Upon his return to Wichita, Coakley served as chaplain at Kansas Newman College in Wichita from 1987 to 1989. He also worked as director of the Office of Youth and Young Adult Ministries (1987–91), and pastor of Our Lady of Guadalupe Church (1989–90). From 1990 to 1995, he served as associate director of the Spiritual Life Center and associate pastor of St. Thomas Aquinas Parish. Coakley served as pastor of the Church of the Resurrection Parish from 1995 to 1998 before returning to Mount St. Mary's Seminary in Maryland, where he was director of spiritual formation from 1998 to 2002.

Coakley served as director of the Spiritual Life Center in Wichita from 2002 to January 2004, when he became vice-chancellor of the diocese. He also served as administrator of the Church of the Magdalen Parish from July to December 2004.

Bishop of Salina

On October 21, 2004, Coakley was appointed the ninth bishop of the Diocese of Salina by Pope John Paul II. He was consecrated on December 28, 2004, by Archbishop James P. Keleher, with Bishops George K. Fitzsimons and Eugene J. Gerber serving as co-consecrators. He selected as his episcopal motto: Duc In Altum, meaning, "Put Out Into The Deep" ().

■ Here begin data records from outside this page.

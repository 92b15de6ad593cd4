//! Users and guild members.

use serde::{Deserialize, Serialize};

/// A platform user.
#[derive(Debug, Clone, PartialEq, Eq, Serialize, Deserialize)]
pub struct User {
    /// Snowflake identifier.
    pub id: String,
    /// Account name.
    pub username: String,
    /// Display name, if set.
    #[serde(default)]
    pub global_name: Option<String>,
    /// Legacy discriminator (`"0"` for migrated accounts).
    #[serde(default)]
    pub discriminator: Option<String>,
    /// Avatar hash.
    #[serde(default)]
    pub avatar: Option<String>,
    /// Public account flags.
    #[serde(default)]
    pub public_flags: Option<u64>,
}

impl User {
    /// Returns the mention markup for this user.
    pub fn mention(&self) -> String {
        format!("<@{}>", self.id)
    }

    /// Returns the name shown in clients, preferring the global display name.
    pub fn display_name(&self) -> &str {
        self.global_name.as_deref().unwrap_or(&self.username)
    }
}

/// A guild member. Present instead of a bare user for guild interactions.
#[derive(Debug, Clone, PartialEq, Eq, Serialize, Deserialize)]
pub struct Member {
    /// The underlying user.
    pub user: User,
    /// Guild nickname.
    #[serde(default)]
    pub nick: Option<String>,
    /// Role snowflakes.
    #[serde(default)]
    pub roles: Vec<String>,
    /// Join timestamp (ISO 8601).
    #[serde(default)]
    pub joined_at: Option<String>,
    /// Total permissions of the member in the channel, as a bitset string.
    #[serde(default)]
    pub permissions: Option<String>,
    /// Guild-specific avatar hash.
    #[serde(default)]
    pub avatar: Option<String>,
    /// Whether the member is deafened in voice.
    #[serde(default)]
    pub deaf: bool,
    /// Whether the member is muted in voice.
    #[serde(default)]
    pub mute: bool,
    /// Whether the member has not yet passed membership screening.
    #[serde(default)]
    pub pending: bool,
}

impl Member {
    /// Returns the member's permission bitset, or `0` when absent or malformed.
    pub fn permission_bits(&self) -> u64 {
        self.permissions
            .as_deref()
            .and_then(|p| p.parse().ok())
            .unwrap_or(0)
    }
}
//! Ping Bot Example
//!
//! A small interactions bot showing every kind of handler:
//!
//! - `/ping`: immediate reply
//! - `/slow`: deferred ephemeral acknowledgement, then a follow-up
//! - `/admin user ban`: a grouped sub-command
//! - `/delete`: a reply carrying its own `confirm` button that times out
//! - `/fruit`: a command whose `name` option is autocompleted
//!
//! # Usage
//!
//! ```bash
//! cargo run --package ping-bot -- --config demos/ping_bot/disunity.toml
//! ```

use std::path::PathBuf;
use std::time::Duration;

use anyhow::Result;
use clap::Parser;
use disunity::framework::component_key;
use disunity::prelude::*;
use serde_json::{Value, json};
use tracing::info;
use uuid::Uuid;

const FRUITS: &[&str] = &[
    "apple",
    "apricot",
    "banana",
    "blueberry",
    "cherry",
    "grape",
    "mango",
    "orange",
    "pear",
];

#[derive(Debug, Parser)]
#[command(version, about = "A small interactions bot for the Disunity framework")]
struct Args {
    /// Configuration file.
    #[arg(short, long, default_value = "disunity.toml")]
    config: PathBuf,

    /// Configuration profile, e.g. "production".
    #[arg(short, long)]
    profile: Option<String>,
}

// ============================================================================
// Handler Functions
// ============================================================================

async fn ping(Invoker(user): Invoker) -> String {
    format!("Pong, {}!", user.display_name())
}

/// Runs after the deferred acknowledgement has been sent.
async fn slow(ctx: Ctx) -> Result<()> {
    tokio::time::sleep(Duration::from_secs(3)).await;
    ctx.followup(MessageBody::text("Finished the slow work.").ephemeral(), Vec::new())
        .await?;
    Ok(())
}

async fn ban(options: Options, Invoker(moderator): Invoker) -> MessageBody {
    let target = options.str("user").unwrap_or("nobody");
    let reason = options.str("reason").unwrap_or("no reason given");
    info!(moderator = %moderator.id, user = target, reason, "Ban requested");
    MessageBody::text(format!("Banned <@{target}> ({reason}).")).ephemeral()
}

/// Registers a `confirm` component for this message only, so every
/// `/delete` reply has a button of its own.
async fn delete(ctx: Ctx, Invoker(user): Invoker) -> Result<MessageBody> {
    let name = confirm_name();
    ctx.register(
        component(name.clone())
            .timeout(Duration::from_secs(60))
            .handler(confirm),
    )?;

    let button = json!({
        "type": 1,
        "components": [{
            "type": 2,
            "style": 4,
            "label": "Confirm",
            "custom_id": name,
        }]
    });
    Ok(MessageBody::text(format!("{}, are you sure?", user.mention())).component_row(button))
}

/// Component keys end at the first `-`, so the tag uses the simple form.
fn confirm_name() -> String {
    format!("confirm{}", Uuid::new_v4().simple())
}

/// Clicks by anyone but the invoker leave the button in place.
async fn confirm(ctx: Ctx, CustomId(id): CustomId) -> Result<InteractionResponse, FollowupError> {
    if !ctx.check_user()? {
        return Ok(InteractionResponse::ephemeral_message(
            "Only the user who asked can confirm.",
        ));
    }
    if !ctx.registry().remove_component(component_key(&id)) {
        return Ok(InteractionResponse::ephemeral_message("Already deleted."));
    }
    Ok(ctx.update("Deleted."))
}

async fn fruit(options: Options) -> String {
    match options.str("name") {
        Some(name) => format!("You picked {name}."),
        None => "Pick a fruit.".to_string(),
    }
}

async fn suggest_fruit(Focused(option): Focused) -> InteractionResponse {
    let typed = option
        .value
        .as_ref()
        .and_then(Value::as_str)
        .unwrap_or_default()
        .to_lowercase();
    let choices = FRUITS
        .iter()
        .filter(|fruit| fruit.starts_with(&typed))
        .map(|fruit| json!({ "name": fruit, "value": fruit }))
        .collect();
    InteractionResponse::autocomplete(choices)
}

fn package() -> Package {
    Package::new("ping_bot")
        .add_command(command("ping"), ping)
        .add_command(command("slow").defer_ephemeral(), slow)
        .add_subcommand(subcommand("admin", "ban").group("user"), ban)
        .add_command(command("delete"), delete)
        .add_command(command("fruit"), fruit)
        .add_autocomplete(autocomplete("fruit"), suggest_fruit)
}

#[tokio::main]
async fn main() -> Result<()> {
    let args = Args::parse();

    let mut builder = DisunityRuntime::builder().config_file(&args.config);
    if let Some(profile) = args.profile {
        builder = builder.profile(profile);
    }
    let runtime = builder.build()?;

    runtime.register_package(package())?;

    info!(
        handlers = ?runtime.registry().stats(),
        "Ping bot ready"
    );

    runtime.run().await?;
    Ok(())
}

#[cfg(test)]
mod tests {
    use super::*;

    #[test]
    fn test_confirm_names_are_unique_keys() {
        let first = confirm_name();
        let second = confirm_name();
        assert_ne!(first, second);
        assert_eq!(component_key(&first), first);
    }

    #[test]
    fn test_package_registers_no_static_confirm() {
        let registry = Registry::new();
        registry.register_package(package()).unwrap();
        assert_eq!(registry.stats().components, 0);
        assert!(registry.lookup_component("confirm").is_none());
    }
}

During the 2008 US presidential election, Coakley declared, "To vote for a candidate who supports an intrinsic evil, such as abortion or genocide, would require a proportionately grave moral reason for ignoring such a flaw."He later stated that House Speaker Nancy Pelosi and Senator Joe Biden "misrepresented Catholic teaching on abortion" in their respective interviews on Meet the Press.  Later calling the victory of President Barack Obama an "undeniable irony," he said that the election of the first African-American president "signals that our nation has crossed a threshold in the struggle for civil rights" but also noted Obama's "denial of civil rights and legal protection to a whole class of persons as well, unborn human beings."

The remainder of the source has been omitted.